Sedert de toewijding van het gebouw aan zijn huidige patroon is de officiële naam: "Sint-Antonius van Paduakerk".

Geschiedenis[bewerken | brontekst bewerken]

Een zekere familie Perényi bouwde het godshuis in 1333. Het was slechts in 1405 voltooid en werd toegewijd aan de heilige Nicolaus. Tijdens de grote brand van de stad in 1556 werd ook deze kerk door het vuur geteisterd.

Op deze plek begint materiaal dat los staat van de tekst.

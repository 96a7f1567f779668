//! Page - scripted interaction with one browser tab
//!
//! Everything the reservation flow does to a page goes through the
//! [`PageDriver`] trait, so flows can be driven against a fake in tests.
//! [`Page`] is the CDP implementation.
//!
//! Element lookups run as `Runtime.evaluate` expressions that query the DOM
//! fresh on every call. Holding remote node handles across awaits is how you
//! get "node is detached" errors on a re-rendering SPA.

use async_trait::async_trait;
use serde::Deserialize;
use serde_json::{json, Value};
use std::sync::Arc;
use std::time::Duration;
use tokio::sync::mpsc;

use crate::cdp::protocol::SubscriptionId;
use crate::cdp::{CDPSession, EventRouter};
use crate::error::{BrowserError, Result};
use crate::events::{BrowserEvent, EventBus};
use crate::launcher::Viewport;

/// Which of several matching elements to act on
#[derive(Debug, Clone, Copy, PartialEq, Eq)]
pub enum Nth {
    First,
    Last,
    Index(usize),
}

impl Nth {
    /// Position within `len` matches, if there is one
    pub fn resolve(self, len: usize) -> Option<usize> {
        match self {
            Nth::First if len > 0 => Some(0),
            Nth::Last if len > 0 => Some(len - 1),
            Nth::Index(i) if i < len => Some(i),
            _ => None,
        }
    }

    fn to_js(self) -> String {
        match self {
            Nth::First => "0".to_string(),
            Nth::Last => "els.length - 1".to_string(),
            Nth::Index(i) => i.to_string(),
        }
    }
}

/// Predicate over the page URL
#[derive(Debug, Clone, PartialEq, Eq)]
pub enum UrlCondition {
    StartsWith(String),
    Contains(String),
    NotContains(String),
}

impl UrlCondition {
    pub fn matches(&self, url: &str) -> bool {
        match self {
            UrlCondition::StartsWith(prefix) => url.starts_with(prefix.as_str()),
            UrlCondition::Contains(part) => url.contains(part.as_str()),
            UrlCondition::NotContains(part) => !url.contains(part.as_str()),
        }
    }

    fn to_js(&self) -> String {
        match self {
            UrlCondition::StartsWith(prefix) => {
                format!("window.location.href.startsWith({})", js_str(prefix))
            }
            UrlCondition::Contains(part) => {
                format!("window.location.href.includes({})", js_str(part))
            }
            UrlCondition::NotContains(part) => {
                format!("!window.location.href.includes({})", js_str(part))
            }
        }
    }

    fn describe(&self) -> String {
        match self {
            UrlCondition::StartsWith(prefix) => format!("URL starting with {}", prefix),
            UrlCondition::Contains(part) => format!("URL containing {}", part),
            UrlCondition::NotContains(part) => format!("URL without {}", part),
        }
    }
}

/// The page operations the reservation flows need
#[async_trait]
pub trait PageDriver: Send + Sync {
    /// Navigate and wait until the network goes idle
    async fn goto(&self, url: &str) -> Result<()>;

    async fn current_url(&self) -> Result<String>;

    /// Wait for an element matching `selector` to be visible
    async fn wait_for_selector(&self, selector: &str, timeout: Duration) -> Result<()>;

    async fn wait_for_url(&self, condition: &UrlCondition, timeout: Duration) -> Result<()>;

    /// Computed style of the first match, `None` if nothing matches
    async fn computed_style(&self, selector: &str, property: &str) -> Result<Option<String>>;

    /// `textContent` of every match
    async fn text_contents(&self, selector: &str) -> Result<Vec<String>>;

    /// Mouse click on the center of the chosen match
    async fn click(&self, selector: &str, nth: Nth) -> Result<()>;

    /// Click the first match whose trimmed text equals `text`. Returns false
    /// when there is no such element.
    async fn click_with_text(&self, selector: &str, text: &str) -> Result<bool>;

    /// Click the first match and wait for the navigation it triggers
    async fn click_and_wait_for_navigation(&self, selector: &str, timeout: Duration) -> Result<()>;

    async fn is_checked(&self, selector: &str) -> Result<bool>;

    /// Focus the first match and type `text` key by key
    async fn type_text(&self, selector: &str, text: &str) -> Result<()>;
}

/// Tunables for a [`Page`]
#[derive(Debug, Clone)]
pub struct PageOptions {
    pub viewport: Viewport,
    pub navigation_timeout: Duration,
    /// Interval between evaluations while waiting on a condition
    pub poll_interval: Duration,
    /// Delay between typed characters
    pub typing_delay: Duration,
}

impl Default for PageOptions {
    fn default() -> Self {
        Self {
            viewport: Viewport::default(),
            navigation_timeout: Duration::from_secs(30),
            poll_interval: Duration::from_millis(100),
            typing_delay: Duration::from_millis(2),
        }
    }
}

#[derive(Debug, Deserialize)]
struct ClickPoint {
    x: f64,
    y: f64,
    width: f64,
    height: f64,
}

/// A browser tab driven over CDP
#[derive(Clone)]
pub struct Page {
    session: CDPSession,
    events: Arc<EventRouter>,
    bus: EventBus,
    frame_id: String,
    options: PageOptions,
}

impl Page {
    /// Wrap an attached session: enable lifecycle events, find the main
    /// frame and apply the viewport
    pub async fn new(session: CDPSession, bus: EventBus, options: PageOptions) -> Result<Self> {
        session
            .send(
                "Page.setLifecycleEventsEnabled",
                Some(json!({ "enabled": true })),
            )
            .await?;

        let tree = session.send("Page.getFrameTree", None).await?;
        let frame_id = tree["frameTree"]["frame"]["id"]
            .as_str()
            .unwrap_or(&session.target_id)
            .to_string();

        let events = session.client().events().clone();
        let page = Self {
            session,
            events,
            bus,
            frame_id,
            options,
        };
        page.set_viewport(page.options.viewport).await?;
        Ok(page)
    }

    pub fn target_id(&self) -> &str {
        &self.session.target_id
    }

    pub async fn set_viewport(&self, viewport: Viewport) -> Result<()> {
        self.session
            .send(
                "Emulation.setDeviceMetricsOverride",
                Some(json!({
                    "width": viewport.width,
                    "height": viewport.height,
                    "deviceScaleFactor": 1,
                    "mobile": false,
                })),
            )
            .await?;
        Ok(())
    }

    /// Evaluate an expression and return its value by value
    pub async fn evaluate(&self, expression: &str) -> Result<Value> {
        let result = self
            .session
            .send(
                "Runtime.evaluate",
                Some(json!({
                    "expression": expression,
                    "returnByValue": true,
                    "awaitPromise": true,
                })),
            )
            .await?;

        if let Some(exception) = result.get("exceptionDetails") {
            let message = exception["exception"]["description"]
                .as_str()
                .or_else(|| exception["text"].as_str())
                .unwrap_or("unknown exception")
                .to_string();
            return Err(BrowserError::JsException(message));
        }

        Ok(result["result"]["value"].clone())
    }

    /// Re-evaluate `expression` until it yields something truthy
    async fn poll_until(&self, expression: &str, timeout: Duration, what: String) -> Result<Value> {
        let attempt = async {
            loop {
                match self.evaluate(expression).await {
                    Ok(value) if is_truthy(&value) => return Ok(value),
                    Ok(_) => {}
                    // Navigation in flight; the next evaluation lands in the new document
                    Err(e) if e.is_context_lost() => {}
                    Err(e) => return Err(e),
                }
                tokio::time::sleep(self.options.poll_interval).await;
            }
        };

        tokio::time::timeout(timeout, attempt)
            .await
            .map_err(|_| BrowserError::WaitTimeout { what, timeout })?
    }

    fn navigation_waiter(&self) -> NavigationWaiter {
        NavigationWaiter::new(
            self.events.clone(),
            self.session.session_id.clone(),
            self.frame_id.clone(),
        )
    }

    async fn dispatch_click(&self, point: &ClickPoint) -> Result<()> {
        for event_type in ["mouseMoved", "mousePressed", "mouseReleased"] {
            self.session
                .send(
                    "Input.dispatchMouseEvent",
                    Some(json!({
                        "type": event_type,
                        "x": point.x,
                        "y": point.y,
                        "button": "left",
                        "clickCount": 1,
                    })),
                )
                .await?;
        }
        Ok(())
    }
}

In 1597 bezetten Turkse strijdkrachten de naburige stad Eger en haar omgeving. Het aantal katholieke kerkgebouwen werd in het bezet gebied zeer sterk verminderd: zo ook in Košice. Tijdens de ongeregeldheden was in Košice de Sint-Antonius van Paduakerk de enige in dienst zijnde katholieke kerk. Alleen het priesterkoor en de sacristie -die van het schip afgesloten werden- bleven nog in gebruik. Vanaf de bezetting dienden ze als bisschoppelijke « kathedraal » voor het bisdom Eger, terwijl het schip gebruikt werd als wapenopslagplaats. Rekening houdende met de ongunstige omstandigheden verlieten de Franciscanen in het jaar 1600 de stad.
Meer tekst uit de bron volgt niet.